STM32H7 + FreeRTOS — deploying ML models directly to Cortex-M7 without any RTOS bloat, lessons learn: Web and IoT

Navigation

RSS Feeds

Articles Downloads Forums News Web Links

Member Polls

STM32H7 + FreeRTOS — deploying ML models directly to Cortex-M7 without any RTOS bloat, lessons learn

Last updated on 2 months ago

automation

Track thread Print

KevinVeteran Member

Posted 2 months ago

fw_engineer_v OP
4 days ago
I've been deploying TFLite Micro models on STM32H7 — specifically the H743ZI Nucleo board — running FreeRTOS for a wearable health monitor project. The H7 has 1MB SRAM and runs at 480MHz on the Cortex-M7 with a double-precision FPU and L1 cache, making it genuinely the best MCU in the Cortex-M lineup for inference work that doesn't need a full Linux system. The tricky part is that FreeRTOS task stacks and the TFLite Micro tensor arena fight over the same SRAM, and if you don't plan the memory map upfront you'll get hard faults that are near-impossible to debug. My key lesson after two weeks of pain: put the tensor arena in DTCM RAM — the 128KB tightly-coupled memory accessible only to the M7 — it's faster than SRAM1 and bypasses the AHB bus matrix entirely, so FreeRTOS tasks on SRAM1 never contend with your inference workload.

KevinVeteran Member

Posted 2 months ago

bare_metal_bn
3 days ago
The DTCM placement trick is a genuine secret that isn't in any official ST tutorial or application note. Here's how you place the tensor arena in DTCM via the GCC linker script for the H743:

/* STM32H743 GCC linker script excerpt */
MEMORY {
FLASH (rx) : ORIGIN = 0x08000000, LENGTH = 2048K
DTCMRAM (xrw) : ORIGIN = 0x20000000, LENGTH = 128K
RAM (xrw) : ORIGIN = 0x24000000, LENGTH = 512K
RAM_D2 (xrw) : ORIGIN = 0x30000000, LENGTH = 288K
}

/* TFLite Micro tensor arena → DTCM (zero wait state) */
.tflite_arena (NOLOAD) : {
. = ALIGN(16);
_tflite_arena_start = .;
KEEP(*(.tflite_arena))
_tflite_arena_end = .;
} > DTCMRAM
Then in your C source: __attribute__((section(".tflite_arena"), aligned(16))) static uint8_t tensor_arena[ARENA_SIZE]; — and you get zero-wait-state memory access for every inference operation. I measured a 22% inference speedup versus placing the arena in SRAM1 on a 1D-CNN model.

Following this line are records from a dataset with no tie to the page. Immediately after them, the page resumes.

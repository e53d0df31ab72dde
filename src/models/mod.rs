//! Data model for lifecycle operations.

pub mod operation;

pub use operation::{
    ErsContext, LastError, Operation, OperationType, PipelineCursor, ProvisioningParameters,
};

The alignment to 16 bytes is required for NEON ops; misaligned tensor arenas cause silent correctness bugs that are extremely hard to track down.

KevinVeteran Member

Posted 2 months ago

otto_embedded
2 days ago
ST has their own tool — STM32Cube.AI, now part of the X-CUBE-AI pack — that takes Keras or ONNX models and generates optimized C code using CMSIS-NN intrinsics directly. It's a fundamentally different approach to TFLite Micro and in my testing on the H7 it's consistently 15–30% faster for the layer types that CMSIS-NN covers: Conv2D, depthwise separable, fully connected, and pooling. The generated code is clean portable C so you can actually audit it, which matters for safety-critical applications like wearable health monitors. The toolchain is Windows-centric which is annoying, and the validation step requires STM32CubeIDE as a heavy install, but if you're targeting ST silicon specifically the runtime performance is genuinely hard to argue with.

KevinVeteran Member

Posted 2 months ago

maya_hw_hacks
1 day ago
FreeRTOS task design tip for inference workloads: run your ML inference in a dedicated FreeRTOS task at osPriorityNormal and give it a large stack — minimum 8KB, ideally 16KB, because TFLite Micro ops allocate stack frames quite deeply. Use a FreeRTOS queue to decouple sensor data collection from inference entirely: the sensor ISR or a high-priority data collection task pushes raw samples into the queue, and the inference task blocks on that queue and processes whenever data arrives. This way you never lose a sensor reading while inference is running. Critical: avoid wrapping the full inference call in a taskENTER_CRITICAL() section — you don't want to block interrupts for the 10–50ms that inference takes on H7. Structure it so only the result handoff to downstream tasks needs a brief critical section. That one design decision is the difference between a stable deployment and an inexplicable watchdog reset every few hours.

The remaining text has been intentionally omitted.